(RECORDS begins)
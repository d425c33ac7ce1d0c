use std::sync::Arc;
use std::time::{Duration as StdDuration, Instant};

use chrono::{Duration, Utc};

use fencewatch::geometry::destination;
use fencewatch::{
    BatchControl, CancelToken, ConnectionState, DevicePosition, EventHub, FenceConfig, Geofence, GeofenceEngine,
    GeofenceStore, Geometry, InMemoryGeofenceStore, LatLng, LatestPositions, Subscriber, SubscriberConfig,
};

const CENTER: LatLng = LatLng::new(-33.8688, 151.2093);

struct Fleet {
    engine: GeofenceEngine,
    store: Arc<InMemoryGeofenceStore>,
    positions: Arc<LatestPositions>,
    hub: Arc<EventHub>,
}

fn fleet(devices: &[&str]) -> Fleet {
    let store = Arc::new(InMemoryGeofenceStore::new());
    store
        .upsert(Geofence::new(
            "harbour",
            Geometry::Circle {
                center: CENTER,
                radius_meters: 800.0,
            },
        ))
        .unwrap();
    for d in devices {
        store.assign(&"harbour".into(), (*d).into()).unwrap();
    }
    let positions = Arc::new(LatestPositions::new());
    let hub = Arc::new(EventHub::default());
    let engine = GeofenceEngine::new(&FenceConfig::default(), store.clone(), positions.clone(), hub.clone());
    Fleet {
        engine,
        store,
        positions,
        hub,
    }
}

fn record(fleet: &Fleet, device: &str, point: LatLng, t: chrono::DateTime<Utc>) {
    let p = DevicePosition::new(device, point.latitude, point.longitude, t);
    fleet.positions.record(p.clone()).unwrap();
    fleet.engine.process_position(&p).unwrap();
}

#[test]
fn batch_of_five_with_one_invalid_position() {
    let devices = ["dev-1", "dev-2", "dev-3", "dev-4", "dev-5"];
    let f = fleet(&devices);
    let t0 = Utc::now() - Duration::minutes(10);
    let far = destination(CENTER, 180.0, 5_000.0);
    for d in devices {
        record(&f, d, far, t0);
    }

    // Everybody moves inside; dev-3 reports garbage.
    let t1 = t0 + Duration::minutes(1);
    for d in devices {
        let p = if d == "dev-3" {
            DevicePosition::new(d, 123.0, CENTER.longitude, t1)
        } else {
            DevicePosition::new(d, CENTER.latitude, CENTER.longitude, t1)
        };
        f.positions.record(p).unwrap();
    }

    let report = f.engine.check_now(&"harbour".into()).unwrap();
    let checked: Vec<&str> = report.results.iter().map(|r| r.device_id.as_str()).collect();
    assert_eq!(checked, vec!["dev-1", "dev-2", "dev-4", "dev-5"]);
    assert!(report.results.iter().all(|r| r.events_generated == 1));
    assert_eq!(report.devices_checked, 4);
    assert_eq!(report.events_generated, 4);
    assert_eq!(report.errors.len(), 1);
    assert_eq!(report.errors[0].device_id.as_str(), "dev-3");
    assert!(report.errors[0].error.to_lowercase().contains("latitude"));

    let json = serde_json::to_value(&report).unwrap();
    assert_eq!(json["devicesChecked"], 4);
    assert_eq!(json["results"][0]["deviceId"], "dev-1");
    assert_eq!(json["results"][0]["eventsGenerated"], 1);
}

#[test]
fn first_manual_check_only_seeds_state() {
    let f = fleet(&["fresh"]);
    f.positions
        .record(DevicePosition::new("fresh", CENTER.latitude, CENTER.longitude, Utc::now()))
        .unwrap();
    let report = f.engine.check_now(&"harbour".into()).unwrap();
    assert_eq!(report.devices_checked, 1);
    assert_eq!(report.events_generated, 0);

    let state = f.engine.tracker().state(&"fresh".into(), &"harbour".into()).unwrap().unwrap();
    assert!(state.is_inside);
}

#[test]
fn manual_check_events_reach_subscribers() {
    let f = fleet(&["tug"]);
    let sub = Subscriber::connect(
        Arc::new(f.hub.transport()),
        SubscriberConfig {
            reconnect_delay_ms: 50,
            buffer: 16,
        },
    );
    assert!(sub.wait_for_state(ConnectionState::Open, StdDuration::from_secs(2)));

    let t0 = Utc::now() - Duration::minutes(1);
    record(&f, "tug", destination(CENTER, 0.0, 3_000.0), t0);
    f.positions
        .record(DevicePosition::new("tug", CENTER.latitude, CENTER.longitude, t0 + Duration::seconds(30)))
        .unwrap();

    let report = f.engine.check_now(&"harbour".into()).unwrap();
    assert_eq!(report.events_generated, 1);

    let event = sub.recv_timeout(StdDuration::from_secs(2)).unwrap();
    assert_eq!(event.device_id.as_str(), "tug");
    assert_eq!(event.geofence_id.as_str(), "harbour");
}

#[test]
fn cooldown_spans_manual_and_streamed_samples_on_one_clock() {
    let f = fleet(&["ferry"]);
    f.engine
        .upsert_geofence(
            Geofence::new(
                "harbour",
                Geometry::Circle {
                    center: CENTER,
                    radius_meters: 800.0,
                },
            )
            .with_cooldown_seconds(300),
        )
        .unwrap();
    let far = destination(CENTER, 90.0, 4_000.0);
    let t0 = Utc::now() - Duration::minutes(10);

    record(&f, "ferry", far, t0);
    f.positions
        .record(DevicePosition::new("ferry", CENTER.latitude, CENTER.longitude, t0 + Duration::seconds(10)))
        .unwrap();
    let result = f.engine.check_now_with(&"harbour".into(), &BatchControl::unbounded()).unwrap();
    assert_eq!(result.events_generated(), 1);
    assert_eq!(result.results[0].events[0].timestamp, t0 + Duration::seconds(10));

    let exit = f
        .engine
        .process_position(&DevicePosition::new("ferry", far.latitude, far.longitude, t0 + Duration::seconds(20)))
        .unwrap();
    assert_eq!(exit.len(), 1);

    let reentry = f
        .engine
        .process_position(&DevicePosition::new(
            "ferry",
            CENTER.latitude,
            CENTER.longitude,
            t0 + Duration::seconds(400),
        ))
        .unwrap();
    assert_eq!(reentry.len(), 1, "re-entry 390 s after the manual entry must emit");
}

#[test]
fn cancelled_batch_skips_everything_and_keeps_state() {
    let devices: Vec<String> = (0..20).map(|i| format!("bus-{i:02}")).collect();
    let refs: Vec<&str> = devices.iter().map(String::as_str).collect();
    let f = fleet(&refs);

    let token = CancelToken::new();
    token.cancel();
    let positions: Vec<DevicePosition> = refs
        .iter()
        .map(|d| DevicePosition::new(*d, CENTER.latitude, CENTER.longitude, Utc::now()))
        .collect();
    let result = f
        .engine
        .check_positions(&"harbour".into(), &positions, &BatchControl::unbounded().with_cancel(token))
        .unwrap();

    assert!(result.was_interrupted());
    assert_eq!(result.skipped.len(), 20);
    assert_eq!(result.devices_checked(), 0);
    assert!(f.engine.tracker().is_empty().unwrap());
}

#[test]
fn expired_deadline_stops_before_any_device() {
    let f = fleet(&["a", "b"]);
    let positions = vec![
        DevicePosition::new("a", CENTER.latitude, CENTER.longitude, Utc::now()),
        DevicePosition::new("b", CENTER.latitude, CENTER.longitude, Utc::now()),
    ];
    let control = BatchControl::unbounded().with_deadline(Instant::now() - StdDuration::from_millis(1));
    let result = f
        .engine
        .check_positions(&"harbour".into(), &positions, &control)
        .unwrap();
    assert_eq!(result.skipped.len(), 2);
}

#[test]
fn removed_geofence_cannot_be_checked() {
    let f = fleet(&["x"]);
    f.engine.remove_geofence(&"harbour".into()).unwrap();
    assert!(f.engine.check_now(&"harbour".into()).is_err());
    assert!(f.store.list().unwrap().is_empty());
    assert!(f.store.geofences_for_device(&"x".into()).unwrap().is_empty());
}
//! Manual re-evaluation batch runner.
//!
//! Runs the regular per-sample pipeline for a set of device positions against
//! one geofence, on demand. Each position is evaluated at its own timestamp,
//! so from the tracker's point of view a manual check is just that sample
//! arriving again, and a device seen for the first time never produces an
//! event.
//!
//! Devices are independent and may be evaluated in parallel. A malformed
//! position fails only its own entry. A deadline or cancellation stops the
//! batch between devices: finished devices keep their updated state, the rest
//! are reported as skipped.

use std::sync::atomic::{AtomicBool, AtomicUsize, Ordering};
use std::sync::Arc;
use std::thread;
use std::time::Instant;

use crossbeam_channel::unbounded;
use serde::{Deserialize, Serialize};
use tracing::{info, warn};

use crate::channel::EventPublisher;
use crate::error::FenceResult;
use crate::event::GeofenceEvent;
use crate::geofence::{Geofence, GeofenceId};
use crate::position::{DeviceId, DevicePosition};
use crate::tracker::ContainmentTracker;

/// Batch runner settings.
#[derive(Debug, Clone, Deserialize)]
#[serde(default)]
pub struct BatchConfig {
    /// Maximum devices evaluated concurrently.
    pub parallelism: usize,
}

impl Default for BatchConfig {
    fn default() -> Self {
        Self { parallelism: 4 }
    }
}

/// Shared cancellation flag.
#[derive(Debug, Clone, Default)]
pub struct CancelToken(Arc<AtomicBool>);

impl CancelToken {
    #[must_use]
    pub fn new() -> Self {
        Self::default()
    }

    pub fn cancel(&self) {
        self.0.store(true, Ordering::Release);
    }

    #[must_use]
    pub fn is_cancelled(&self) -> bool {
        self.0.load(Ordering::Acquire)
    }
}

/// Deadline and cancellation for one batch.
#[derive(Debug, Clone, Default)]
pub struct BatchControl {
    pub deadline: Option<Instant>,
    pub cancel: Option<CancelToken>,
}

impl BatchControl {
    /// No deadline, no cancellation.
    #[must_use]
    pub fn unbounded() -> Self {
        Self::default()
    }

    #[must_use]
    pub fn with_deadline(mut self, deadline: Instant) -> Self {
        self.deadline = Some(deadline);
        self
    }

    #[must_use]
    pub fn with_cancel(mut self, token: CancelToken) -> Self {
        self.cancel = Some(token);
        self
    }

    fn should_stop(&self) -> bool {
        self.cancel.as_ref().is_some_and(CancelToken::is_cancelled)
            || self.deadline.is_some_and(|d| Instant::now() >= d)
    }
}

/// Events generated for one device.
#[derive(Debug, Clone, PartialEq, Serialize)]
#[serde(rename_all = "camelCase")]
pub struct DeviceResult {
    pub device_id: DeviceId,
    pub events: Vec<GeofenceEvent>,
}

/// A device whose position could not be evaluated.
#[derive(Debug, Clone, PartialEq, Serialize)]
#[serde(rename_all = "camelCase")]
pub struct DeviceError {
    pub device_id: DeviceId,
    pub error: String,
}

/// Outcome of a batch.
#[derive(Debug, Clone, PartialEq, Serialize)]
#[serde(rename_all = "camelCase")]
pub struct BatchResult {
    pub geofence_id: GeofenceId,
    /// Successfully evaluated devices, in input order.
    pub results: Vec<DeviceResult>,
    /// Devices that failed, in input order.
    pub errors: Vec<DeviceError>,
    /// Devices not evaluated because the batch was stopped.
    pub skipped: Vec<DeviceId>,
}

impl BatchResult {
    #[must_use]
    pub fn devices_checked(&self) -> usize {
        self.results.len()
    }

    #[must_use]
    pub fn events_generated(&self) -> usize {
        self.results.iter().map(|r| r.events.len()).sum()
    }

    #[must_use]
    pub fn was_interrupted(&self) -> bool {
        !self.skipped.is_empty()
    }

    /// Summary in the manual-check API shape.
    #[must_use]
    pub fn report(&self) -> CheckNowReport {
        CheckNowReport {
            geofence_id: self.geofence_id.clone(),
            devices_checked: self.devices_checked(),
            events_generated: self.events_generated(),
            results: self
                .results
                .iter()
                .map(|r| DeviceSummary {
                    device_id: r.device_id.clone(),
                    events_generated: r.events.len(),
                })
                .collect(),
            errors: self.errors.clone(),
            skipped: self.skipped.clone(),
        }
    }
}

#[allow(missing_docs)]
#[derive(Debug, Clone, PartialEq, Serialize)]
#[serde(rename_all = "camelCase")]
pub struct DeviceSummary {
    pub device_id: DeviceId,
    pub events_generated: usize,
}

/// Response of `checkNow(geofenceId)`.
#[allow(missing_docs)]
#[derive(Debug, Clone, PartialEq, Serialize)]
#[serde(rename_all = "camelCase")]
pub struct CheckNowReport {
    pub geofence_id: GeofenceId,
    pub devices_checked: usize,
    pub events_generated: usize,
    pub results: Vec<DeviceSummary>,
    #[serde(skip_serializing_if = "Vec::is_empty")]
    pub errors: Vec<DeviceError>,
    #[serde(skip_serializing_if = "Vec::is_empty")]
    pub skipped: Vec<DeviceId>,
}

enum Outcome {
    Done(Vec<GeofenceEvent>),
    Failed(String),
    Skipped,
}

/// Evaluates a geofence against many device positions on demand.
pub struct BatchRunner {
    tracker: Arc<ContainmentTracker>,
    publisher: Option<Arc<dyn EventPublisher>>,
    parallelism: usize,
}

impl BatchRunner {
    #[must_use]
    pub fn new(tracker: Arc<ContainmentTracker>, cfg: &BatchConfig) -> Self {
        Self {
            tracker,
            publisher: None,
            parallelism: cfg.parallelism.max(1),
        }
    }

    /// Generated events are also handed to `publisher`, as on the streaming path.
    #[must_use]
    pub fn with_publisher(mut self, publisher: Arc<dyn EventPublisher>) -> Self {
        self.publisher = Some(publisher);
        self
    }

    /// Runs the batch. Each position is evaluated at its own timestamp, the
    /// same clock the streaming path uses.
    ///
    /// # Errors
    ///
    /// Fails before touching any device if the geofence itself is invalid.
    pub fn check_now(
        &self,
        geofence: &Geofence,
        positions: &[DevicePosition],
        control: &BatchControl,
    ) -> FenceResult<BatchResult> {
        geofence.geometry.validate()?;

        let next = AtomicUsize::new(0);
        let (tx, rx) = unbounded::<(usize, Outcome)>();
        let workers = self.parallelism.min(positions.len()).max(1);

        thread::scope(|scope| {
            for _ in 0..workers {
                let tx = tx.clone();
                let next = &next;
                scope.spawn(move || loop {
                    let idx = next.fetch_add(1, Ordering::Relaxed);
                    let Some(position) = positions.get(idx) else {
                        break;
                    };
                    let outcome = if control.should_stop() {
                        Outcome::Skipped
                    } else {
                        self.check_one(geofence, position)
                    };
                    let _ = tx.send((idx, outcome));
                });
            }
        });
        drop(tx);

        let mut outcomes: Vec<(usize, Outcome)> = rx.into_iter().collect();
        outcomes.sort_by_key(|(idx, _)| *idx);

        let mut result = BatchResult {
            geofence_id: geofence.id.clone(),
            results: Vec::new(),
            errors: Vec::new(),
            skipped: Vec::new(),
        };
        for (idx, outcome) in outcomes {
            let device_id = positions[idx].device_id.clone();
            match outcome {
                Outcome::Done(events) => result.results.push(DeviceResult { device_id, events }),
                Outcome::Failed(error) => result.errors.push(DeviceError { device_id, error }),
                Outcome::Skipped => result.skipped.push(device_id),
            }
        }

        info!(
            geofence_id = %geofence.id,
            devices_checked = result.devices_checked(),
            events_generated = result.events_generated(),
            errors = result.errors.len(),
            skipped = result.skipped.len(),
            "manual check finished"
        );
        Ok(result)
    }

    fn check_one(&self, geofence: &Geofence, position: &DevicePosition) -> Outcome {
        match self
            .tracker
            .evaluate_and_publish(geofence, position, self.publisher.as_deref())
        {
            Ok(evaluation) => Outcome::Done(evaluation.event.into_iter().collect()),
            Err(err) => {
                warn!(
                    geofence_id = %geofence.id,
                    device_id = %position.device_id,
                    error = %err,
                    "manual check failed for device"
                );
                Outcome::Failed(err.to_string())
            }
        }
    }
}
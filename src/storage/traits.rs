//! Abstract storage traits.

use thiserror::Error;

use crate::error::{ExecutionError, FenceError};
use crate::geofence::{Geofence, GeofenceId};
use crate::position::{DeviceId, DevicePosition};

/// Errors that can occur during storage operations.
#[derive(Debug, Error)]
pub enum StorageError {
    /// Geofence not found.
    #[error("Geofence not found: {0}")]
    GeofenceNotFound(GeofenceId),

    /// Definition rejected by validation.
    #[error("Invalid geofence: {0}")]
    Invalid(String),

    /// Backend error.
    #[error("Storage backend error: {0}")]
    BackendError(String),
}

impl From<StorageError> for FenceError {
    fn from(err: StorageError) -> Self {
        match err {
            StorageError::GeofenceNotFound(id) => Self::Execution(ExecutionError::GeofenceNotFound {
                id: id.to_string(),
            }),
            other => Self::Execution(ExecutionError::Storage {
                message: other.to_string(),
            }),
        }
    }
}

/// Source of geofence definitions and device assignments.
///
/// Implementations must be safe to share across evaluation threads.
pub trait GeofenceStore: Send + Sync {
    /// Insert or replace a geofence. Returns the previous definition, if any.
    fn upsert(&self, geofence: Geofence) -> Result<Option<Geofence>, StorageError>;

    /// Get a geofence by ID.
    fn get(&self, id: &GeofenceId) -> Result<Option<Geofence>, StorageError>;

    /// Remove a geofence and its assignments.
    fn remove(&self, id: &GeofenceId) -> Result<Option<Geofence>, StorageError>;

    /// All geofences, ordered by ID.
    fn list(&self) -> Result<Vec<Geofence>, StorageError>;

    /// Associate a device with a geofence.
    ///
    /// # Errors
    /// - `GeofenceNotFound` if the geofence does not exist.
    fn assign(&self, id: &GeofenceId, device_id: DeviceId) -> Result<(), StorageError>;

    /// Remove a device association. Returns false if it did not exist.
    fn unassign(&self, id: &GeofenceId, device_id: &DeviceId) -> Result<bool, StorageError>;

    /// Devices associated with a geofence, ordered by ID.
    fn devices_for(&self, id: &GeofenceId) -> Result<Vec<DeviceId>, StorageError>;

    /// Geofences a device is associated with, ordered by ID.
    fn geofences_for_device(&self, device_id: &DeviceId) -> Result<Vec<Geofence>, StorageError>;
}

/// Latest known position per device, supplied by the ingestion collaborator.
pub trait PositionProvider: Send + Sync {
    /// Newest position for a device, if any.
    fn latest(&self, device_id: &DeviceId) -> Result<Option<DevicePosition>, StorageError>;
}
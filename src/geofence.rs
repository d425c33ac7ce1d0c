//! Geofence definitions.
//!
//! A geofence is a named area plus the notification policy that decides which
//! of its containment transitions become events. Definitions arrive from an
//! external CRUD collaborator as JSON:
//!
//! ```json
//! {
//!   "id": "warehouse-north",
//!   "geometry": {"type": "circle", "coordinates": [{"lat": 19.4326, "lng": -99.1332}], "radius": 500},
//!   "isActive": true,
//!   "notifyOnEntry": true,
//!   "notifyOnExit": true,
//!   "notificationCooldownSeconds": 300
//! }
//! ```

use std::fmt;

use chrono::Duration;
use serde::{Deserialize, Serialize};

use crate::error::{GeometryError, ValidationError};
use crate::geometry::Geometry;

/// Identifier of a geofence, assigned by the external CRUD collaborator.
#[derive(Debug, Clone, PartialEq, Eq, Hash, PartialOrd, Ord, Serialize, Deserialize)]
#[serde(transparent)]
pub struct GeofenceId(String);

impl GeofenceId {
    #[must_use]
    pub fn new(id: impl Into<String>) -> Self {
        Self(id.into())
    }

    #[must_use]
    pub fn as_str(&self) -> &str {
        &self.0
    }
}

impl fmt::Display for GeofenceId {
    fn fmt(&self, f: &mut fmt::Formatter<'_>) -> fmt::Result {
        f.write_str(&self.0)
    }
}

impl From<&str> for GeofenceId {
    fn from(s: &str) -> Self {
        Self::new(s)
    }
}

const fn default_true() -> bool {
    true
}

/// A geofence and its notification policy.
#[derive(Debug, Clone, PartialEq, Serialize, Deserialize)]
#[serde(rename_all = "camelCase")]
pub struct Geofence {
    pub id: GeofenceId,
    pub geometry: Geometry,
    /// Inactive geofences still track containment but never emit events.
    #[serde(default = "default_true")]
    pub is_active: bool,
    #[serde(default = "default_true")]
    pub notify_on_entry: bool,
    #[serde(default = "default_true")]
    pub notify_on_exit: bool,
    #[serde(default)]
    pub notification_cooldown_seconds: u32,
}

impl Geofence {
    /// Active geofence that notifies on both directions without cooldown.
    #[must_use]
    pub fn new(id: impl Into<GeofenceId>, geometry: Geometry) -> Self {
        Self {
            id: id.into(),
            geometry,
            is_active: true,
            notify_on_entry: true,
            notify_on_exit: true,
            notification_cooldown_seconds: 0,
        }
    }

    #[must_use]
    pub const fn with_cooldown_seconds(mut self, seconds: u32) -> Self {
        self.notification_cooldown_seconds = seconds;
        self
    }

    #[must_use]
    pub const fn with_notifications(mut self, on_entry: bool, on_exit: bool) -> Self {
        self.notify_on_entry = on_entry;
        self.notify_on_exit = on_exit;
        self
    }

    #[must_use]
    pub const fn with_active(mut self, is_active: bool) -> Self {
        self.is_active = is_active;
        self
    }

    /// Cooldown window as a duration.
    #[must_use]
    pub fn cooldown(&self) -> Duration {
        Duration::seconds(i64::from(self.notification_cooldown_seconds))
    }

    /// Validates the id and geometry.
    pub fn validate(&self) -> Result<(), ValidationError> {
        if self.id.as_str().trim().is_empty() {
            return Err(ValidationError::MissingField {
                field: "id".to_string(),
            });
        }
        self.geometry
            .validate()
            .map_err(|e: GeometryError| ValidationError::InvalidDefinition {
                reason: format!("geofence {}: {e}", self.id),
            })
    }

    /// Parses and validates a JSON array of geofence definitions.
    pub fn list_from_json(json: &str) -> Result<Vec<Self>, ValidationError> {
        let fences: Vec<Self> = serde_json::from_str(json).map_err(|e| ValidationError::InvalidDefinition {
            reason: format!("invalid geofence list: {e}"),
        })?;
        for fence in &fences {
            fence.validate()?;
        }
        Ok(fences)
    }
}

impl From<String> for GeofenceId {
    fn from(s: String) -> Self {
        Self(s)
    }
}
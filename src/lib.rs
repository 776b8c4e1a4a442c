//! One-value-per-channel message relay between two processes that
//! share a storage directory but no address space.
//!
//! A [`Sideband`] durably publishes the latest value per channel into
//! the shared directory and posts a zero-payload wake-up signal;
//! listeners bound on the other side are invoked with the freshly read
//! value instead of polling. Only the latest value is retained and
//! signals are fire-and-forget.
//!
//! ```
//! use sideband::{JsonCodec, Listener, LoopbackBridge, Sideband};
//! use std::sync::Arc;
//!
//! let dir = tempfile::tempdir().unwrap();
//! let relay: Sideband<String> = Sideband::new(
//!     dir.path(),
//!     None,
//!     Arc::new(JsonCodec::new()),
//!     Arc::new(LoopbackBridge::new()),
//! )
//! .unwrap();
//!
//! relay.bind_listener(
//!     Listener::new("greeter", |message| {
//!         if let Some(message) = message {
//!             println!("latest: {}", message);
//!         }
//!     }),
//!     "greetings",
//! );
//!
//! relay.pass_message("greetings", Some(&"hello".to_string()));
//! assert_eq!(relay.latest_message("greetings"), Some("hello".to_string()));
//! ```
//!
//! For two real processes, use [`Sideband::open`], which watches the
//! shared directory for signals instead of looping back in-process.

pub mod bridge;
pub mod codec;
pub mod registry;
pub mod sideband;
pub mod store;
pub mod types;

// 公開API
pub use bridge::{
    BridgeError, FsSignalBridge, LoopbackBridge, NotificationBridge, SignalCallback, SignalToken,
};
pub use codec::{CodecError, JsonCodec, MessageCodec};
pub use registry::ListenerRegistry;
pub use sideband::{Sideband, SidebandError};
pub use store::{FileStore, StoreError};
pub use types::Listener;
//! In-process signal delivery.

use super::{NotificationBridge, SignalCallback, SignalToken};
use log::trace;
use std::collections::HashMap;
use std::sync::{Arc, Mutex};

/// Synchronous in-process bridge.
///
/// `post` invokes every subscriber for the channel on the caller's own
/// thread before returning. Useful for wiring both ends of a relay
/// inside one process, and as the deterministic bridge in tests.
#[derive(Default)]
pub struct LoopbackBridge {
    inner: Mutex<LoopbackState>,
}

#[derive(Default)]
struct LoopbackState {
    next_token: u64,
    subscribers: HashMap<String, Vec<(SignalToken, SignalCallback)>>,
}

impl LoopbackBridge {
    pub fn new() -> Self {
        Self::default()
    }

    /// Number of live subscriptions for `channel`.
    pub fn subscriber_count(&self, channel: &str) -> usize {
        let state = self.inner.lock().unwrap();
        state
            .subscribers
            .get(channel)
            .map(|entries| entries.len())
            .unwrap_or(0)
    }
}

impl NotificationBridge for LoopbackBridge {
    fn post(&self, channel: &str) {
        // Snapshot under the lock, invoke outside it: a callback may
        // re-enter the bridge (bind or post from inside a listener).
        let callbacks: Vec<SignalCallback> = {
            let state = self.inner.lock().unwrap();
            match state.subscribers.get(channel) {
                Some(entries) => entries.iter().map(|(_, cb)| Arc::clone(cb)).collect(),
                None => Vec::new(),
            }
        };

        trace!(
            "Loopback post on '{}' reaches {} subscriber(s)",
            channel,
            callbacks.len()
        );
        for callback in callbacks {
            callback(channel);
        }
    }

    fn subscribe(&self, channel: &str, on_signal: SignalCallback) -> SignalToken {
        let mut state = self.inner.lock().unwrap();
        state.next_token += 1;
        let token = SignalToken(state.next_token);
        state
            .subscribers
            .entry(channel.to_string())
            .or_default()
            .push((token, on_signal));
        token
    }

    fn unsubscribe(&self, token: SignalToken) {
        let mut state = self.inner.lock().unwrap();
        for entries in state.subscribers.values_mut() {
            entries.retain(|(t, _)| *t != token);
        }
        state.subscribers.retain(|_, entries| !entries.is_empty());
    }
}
(RECORDS ends)
EXERCISE PROMPT: Where a line of the records includes "between", copy it.

SOLUTION TO THE PROBLEM:
//! batch between devices: finished devices keep their updated state, the rest
//! One-value-per-channel message relay between two processes that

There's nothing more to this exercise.